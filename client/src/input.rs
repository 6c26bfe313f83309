//! Keyboard sampling with edge detection, mapped to outbound commands

use macroquad::prelude::{is_key_down, KeyCode};
use shared::{Direction, Packet};

/// What a key transition asks the client to do.
#[derive(Debug, Clone, Copy, PartialEq, Eq)]
pub enum InputEvent {
    Direction { direction: Direction, pressed: bool },
    Quit,
}

impl InputEvent {
    /// The packet this event sends to the server.
    pub fn to_packet(self) -> Packet {
        match self {
            InputEvent::Direction { direction, pressed } => {
                Packet::SetDirection { direction, pressed }
            }
            InputEvent::Quit => Packet::Disconnect,
        }
    }
}

/// Static key to action table.
#[derive(Debug, Clone)]
pub struct KeyBindings {
    pub directions: [(KeyCode, Direction); 4],
    pub quit: KeyCode,
}

impl Default for KeyBindings {
    fn default() -> Self {
        Self {
            directions: [
                (KeyCode::Up, Direction::Up),
                (KeyCode::Down, Direction::Down),
                (KeyCode::Left, Direction::Left),
                (KeyCode::Right, Direction::Right),
            ],
            quit: KeyCode::Q,
        }
    }
}

/// Turns sampled key states into press/release events.
pub struct InputManager {
    bindings: KeyBindings,

    // Previous sample, for edge detection
    prev_directions: [bool; 4],
    prev_quit: bool,
}

impl InputManager {
    pub fn new() -> Self {
        Self::with_bindings(KeyBindings::default())
    }

    pub fn with_bindings(bindings: KeyBindings) -> Self {
        Self {
            bindings,
            prev_directions: [false; 4],
            prev_quit: false,
        }
    }

    /// Samples the window's keyboard.
    pub fn poll(&mut self) -> Vec<InputEvent> {
        self.update(is_key_down)
    }

    /// Compares `is_down` against the previous sample.
    ///
    /// Arrow keys report both the press and the release; quit fires when
    /// the key comes back up.
    pub fn update<F>(&mut self, is_down: F) -> Vec<InputEvent>
    where
        F: Fn(KeyCode) -> bool,
    {
        let mut events = Vec::new();

        for (i, &(key, direction)) in self.bindings.directions.iter().enumerate() {
            let down = is_down(key);
            if down != self.prev_directions[i] {
                events.push(InputEvent::Direction {
                    direction,
                    pressed: down,
                });
            }
            self.prev_directions[i] = down;
        }

        let quit = is_down(self.bindings.quit);
        if self.prev_quit && !quit {
            events.push(InputEvent::Quit);
        }
        self.prev_quit = quit;

        events
    }
}

impl Default for InputManager {
    fn default() -> Self {
        Self::new()
    }
}
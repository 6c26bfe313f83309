use crate::game::ClientState;
use macroquad::prelude::Conf;
use shared::render::Surface;
use shared::Settings;

pub struct Renderer {
    width: f32,
    height: f32,
}

impl Renderer {
    pub fn new(settings: &Settings) -> Self {
        Renderer {
            width: settings.screen_width,
            height: settings.screen_height,
        }
    }

    pub fn window_conf(&self) -> Conf {
        Conf {
            window_title: "TPG Client".to_owned(),
            window_width: self.width as i32,
            window_height: self.height as i32,
            window_resizable: false,
            ..Default::default()
        }
    }

    /// The client window only shows the phase background.
    pub fn render(&self, state: &ClientState, surface: &mut dyn Surface) {
        surface.fill(state.background());
    }
}

#[cfg(test)]
mod tests {
    use super::*;
    use shared::render::{DrawCall, RecordingSurface};
    use shared::Phase;

    #[test]
    fn test_render_fills_phase_background() {
        let renderer = Renderer::new(&Settings::default());
        let mut state = ClientState::new();
        let mut surface = RecordingSurface::default();

        renderer.render(&state, &mut surface);
        state.set_phase(Phase::Win);
        renderer.render(&state, &mut surface);

        assert_eq!(
            surface.calls,
            vec![
                DrawCall::Fill(Phase::Ready.background()),
                DrawCall::Fill(Phase::Win.background()),
            ]
        );
    }

    #[test]
    fn test_window_conf_uses_screen_size() {
        let settings = Settings::default().with_screen(Some(800.0), None);
        let conf = Renderer::new(&settings).window_conf();
        assert_eq!(conf.window_title, "TPG Client");
        assert_eq!(conf.window_width, 800);
        assert_eq!(conf.window_height, 480);
    }
}
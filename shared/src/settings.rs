//! Game tunables and the startup checks that make goal placement safe.

use crate::Color;
use serde::{Deserialize, Serialize};
use std::time::Duration;
use thiserror::Error;

#[derive(Debug, Error, PartialEq)]
pub enum SettingsError {
    #[error("{name} must be positive, got {value}")]
    NotPositive { name: &'static str, value: f32 },

    #[error("distance range is empty: min {min} > max {max}")]
    EmptyDistanceRange { min: f32, max: f32 },

    #[error("distance_min must not be negative, got {0}")]
    NegativeDistance(f32),

    #[error(
        "distance_max + player_radius + goal_radius = {reach} exceeds half the shorter screen side ({limit})"
    )]
    ReachTooLarge { reach: f32, limit: f32 },

    #[error(
        "a mirrored goal may leave the screen: distance_max + player_radius + 2 * goal_radius = {reach} exceeds {limit}"
    )]
    MirrorOffScreen { reach: f32, limit: f32 },
}

#[derive(Debug, Clone, Serialize, Deserialize, PartialEq)]
pub struct Settings {
    pub player_radius: f32,
    pub player_color: Color,
    pub goal_radius: f32,
    pub goal_color: Color,
    pub screen_width: f32,
    pub screen_height: f32,
    pub distance_min: f32,
    pub distance_max: f32,
    /// Movement integration rate.
    pub physics_hz: u32,
    /// Rate at which the server drains incoming commands.
    pub command_hz: u32,
    /// Rate at which the client polls the keyboard.
    pub input_hz: u32,
}

impl Default for Settings {
    fn default() -> Self {
        Self {
            player_radius: 20.0,
            player_color: Color::BLUE,
            goal_radius: 30.0,
            goal_color: Color::GREEN,
            screen_width: 640.0,
            screen_height: 480.0,
            distance_min: 50.0,
            distance_max: 150.0,
            physics_hz: 60,
            command_hz: 120,
            input_hz: 120,
        }
    }
}

impl Settings {
    /// Checks the relationships between radii, distances and screen size.
    ///
    /// Run once at startup, before any socket is opened. A failure here is a
    /// fatal precondition for both binaries.
    pub fn validate(&self) -> Result<(), SettingsError> {
        let positives = [
            ("player_radius", self.player_radius),
            ("goal_radius", self.goal_radius),
            ("screen_width", self.screen_width),
            ("screen_height", self.screen_height),
            ("physics_hz", self.physics_hz as f32),
            ("command_hz", self.command_hz as f32),
            ("input_hz", self.input_hz as f32),
        ];
        for (name, value) in positives {
            if !(value > 0.0) {
                return Err(SettingsError::NotPositive { name, value });
            }
        }

        if self.distance_min < 0.0 {
            return Err(SettingsError::NegativeDistance(self.distance_min));
        }
        if self.distance_min > self.distance_max {
            return Err(SettingsError::EmptyDistanceRange {
                min: self.distance_min,
                max: self.distance_max,
            });
        }

        let limit = self.screen_width.min(self.screen_height) / 2.0;

        let reach = self.distance_max + self.player_radius + self.goal_radius;
        if reach > limit {
            return Err(SettingsError::ReachTooLarge { reach, limit });
        }

        // Mirroring an axis fails only if the offset on that axis exceeds
        // limit - goal_radius, so the full reach plus one more goal radius
        // has to fit.
        let mirrored_reach = reach + self.goal_radius;
        if mirrored_reach > limit {
            return Err(SettingsError::MirrorOffScreen {
                reach: mirrored_reach,
                limit,
            });
        }

        Ok(())
    }

    pub fn physics_interval(&self) -> Duration {
        Duration::from_secs_f64(1.0 / self.physics_hz as f64)
    }

    pub fn command_interval(&self) -> Duration {
        Duration::from_secs_f64(1.0 / self.command_hz as f64)
    }

    pub fn input_interval(&self) -> Duration {
        Duration::from_secs_f64(1.0 / self.input_hz as f64)
    }

    /// Applies optional screen size overrides from the command line.
    pub fn with_screen(mut self, width: Option<f32>, height: Option<f32>) -> Self {
        if let Some(width) = width {
            self.screen_width = width;
        }
        if let Some(height) = height {
            self.screen_height = height;
        }
        self
    }
}

#[cfg(test)]
mod tests {
    use super::*;

    #[test]
    fn test_default_settings_are_valid() {
        assert_eq!(Settings::default().validate(), Ok(()));
    }

    #[test]
    fn test_default_intervals() {
        let settings = Settings::default();
        assert_eq!(settings.physics_interval().as_micros(), 16_666);
        assert_eq!(settings.command_interval().as_micros(), 8_333);
        assert_eq!(settings.input_interval().as_micros(), 8_333);
    }

    #[test]
    fn test_reach_larger_than_half_screen_is_rejected() {
        let settings = Settings {
            distance_max: 200.0,
            ..Settings::default()
        };
        // 200 + 20 + 30 = 250 > 240
        assert_eq!(
            settings.validate(),
            Err(SettingsError::ReachTooLarge {
                reach: 250.0,
                limit: 240.0
            })
        );
    }

    #[test]
    fn test_mirror_bound_is_rejected() {
        let settings = Settings {
            distance_max: 185.0,
            ..Settings::default()
        };
        // reach 235 fits, but 235 + 30 does not
        assert!(matches!(
            settings.validate(),
            Err(SettingsError::MirrorOffScreen { .. })
        ));
    }

    #[test]
    fn test_empty_distance_range_is_rejected() {
        let settings = Settings {
            distance_min: 120.0,
            distance_max: 100.0,
            ..Settings::default()
        };
        assert!(matches!(
            settings.validate(),
            Err(SettingsError::EmptyDistanceRange { .. })
        ));
    }

    #[test]
    fn test_non_positive_values_are_rejected() {
        let settings = Settings {
            goal_radius: 0.0,
            ..Settings::default()
        };
        assert_eq!(
            settings.validate(),
            Err(SettingsError::NotPositive {
                name: "goal_radius",
                value: 0.0
            })
        );

        let settings = Settings {
            physics_hz: 0,
            ..Settings::default()
        };
        assert!(settings.validate().is_err());
    }

    #[test]
    fn test_negative_distance_is_rejected() {
        let settings = Settings {
            distance_min: -1.0,
            ..Settings::default()
        };
        assert_eq!(
            settings.validate(),
            Err(SettingsError::NegativeDistance(-1.0))
        );
    }

    #[test]
    fn test_screen_overrides() {
        let settings = Settings::default().with_screen(Some(800.0), None);
        assert_eq!(settings.screen_width, 800.0);
        assert_eq!(settings.screen_height, 480.0);

        let small = Settings::default().with_screen(Some(300.0), Some(300.0));
        assert!(small.validate().is_err());
    }
}
//! Server-side sink for the client's directional commands.

use crate::entity::Player;
use shared::{Axis, Direction};

/// Held state of the four direction keys.
///
/// Velocity on each axis is rebuilt from the opposing pair on every change,
/// so the latest command fully determines it.
#[derive(Debug, Default, Clone, Copy, PartialEq, Eq)]
pub struct Controller {
    pub up_arrow: bool,
    pub down_arrow: bool,
    pub left_arrow: bool,
    pub right_arrow: bool,
}

impl Controller {
    pub fn new() -> Self {
        Self::default()
    }

    pub fn set_direction(&mut self, direction: Direction, pressed: bool, player: &mut Player) {
        match direction {
            Direction::Up => self.up_arrow = pressed,
            Direction::Down => self.down_arrow = pressed,
            Direction::Left => self.left_arrow = pressed,
            Direction::Right => self.right_arrow = pressed,
        }

        let axis = direction.axis();
        player.piece.set_velocity(axis, self.velocity(axis));
    }

    /// Both or neither of an opposing pair held resolves to zero.
    pub fn velocity(&self, axis: Axis) -> i8 {
        match axis {
            Axis::Horizontal => self.right_arrow as i8 - self.left_arrow as i8,
            Axis::Vertical => self.down_arrow as i8 - self.up_arrow as i8,
        }
    }
}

------------------------

WHAT YOU HAVE TO DO
Beginning with the line holding "if !(value >" and ending with the line holding "that axis exceeds", write out the stretch of material above exactly; add no further lines.

ANSWER BELOW
            if !(value > 0.0) {
                return Err(SettingsError::NotPositive { name, value });
            }
        }

        if self.distance_min < 0.0 {
            return Err(SettingsError::NegativeDistance(self.distance_min));
        }
        if self.distance_min > self.distance_max {
            return Err(SettingsError::EmptyDistanceRange {
                min: self.distance_min,
                max: self.distance_max,
            });
        }

        let limit = self.screen_width.min(self.screen_height) / 2.0;

        let reach = self.distance_max + self.player_radius + self.goal_radius;
        if reach > limit {
            return Err(SettingsError::ReachTooLarge { reach, limit });
        }

        // Mirroring an axis fails only if the offset on that axis exceeds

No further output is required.